//! User role enumeration.

use serde::{Deserialize, Serialize};
use std::fmt;
use std::str::FromStr;

/// Roles a user can hold.
///
/// The set is closed and flat: no role implies another. Where an admin
/// should also reach a teacher screen, the route lists both roles.
#[derive(Debug, Clone, Copy, PartialEq, Eq, Hash, PartialOrd, Ord, Serialize, Deserialize)]
#[serde(rename_all = "lowercase")]
pub enum UserRole {
    /// System administrator.
    Admin,
    /// Academic officer (programmes, classes, teacher assignment).
    Academic,
    /// Accounting staff (tuition and salaries).
    Accounting,
    /// Teacher.
    Teacher,
    /// Student.
    Student,
}

impl UserRole {
    /// Every role, in login form order.
    pub const ALL: [UserRole; 5] = [
        Self::Student,
        Self::Teacher,
        Self::Admin,
        Self::Academic,
        Self::Accounting,
    ];

    /// Return the role as a lowercase string.
    pub fn as_str(&self) -> &'static str {
        match self {
            Self::Admin => "admin",
            Self::Academic => "academic",
            Self::Accounting => "accounting",
            Self::Teacher => "teacher",
            Self::Student => "student",
        }
    }

    /// Human-readable label shown on the login form.
    pub fn label(&self) -> &'static str {
        match self {
            Self::Admin => "Administrator",
            Self::Academic => "Academic officer",
            Self::Accounting => "Accounting",
            Self::Teacher => "Teacher",
            Self::Student => "Student",
        }
    }
}

impl fmt::Display for UserRole {
    fn fmt(&self, f: &mut fmt::Formatter<'_>) -> fmt::Result {
        write!(f, "{}", self.as_str())
    }
}

impl FromStr for UserRole {
    type Err = campus_core::AppError;

    fn from_str(s: &str) -> Result<Self, Self::Err> {
        match s.trim().to_lowercase().as_str() {
            "admin" => Ok(Self::Admin),
            "academic" => Ok(Self::Academic),
            "accounting" => Ok(Self::Accounting),
            "teacher" => Ok(Self::Teacher),
            "student" => Ok(Self::Student),
            _ => Err(campus_core::AppError::validation(format!(
                "Invalid user role: '{s}'. \
                 Expected one of: admin, academic, accounting, teacher, student"
            ))),
        }
    }
}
***
What is needed - Across the listing above, report every line where "Deserialize" occurs.

Answer for this exercise -
use serde::{Deserialize, Serialize};
#[derive(Debug, Clone, Copy, PartialEq, Eq, Hash, PartialOrd, Ord, Serialize, Deserialize)]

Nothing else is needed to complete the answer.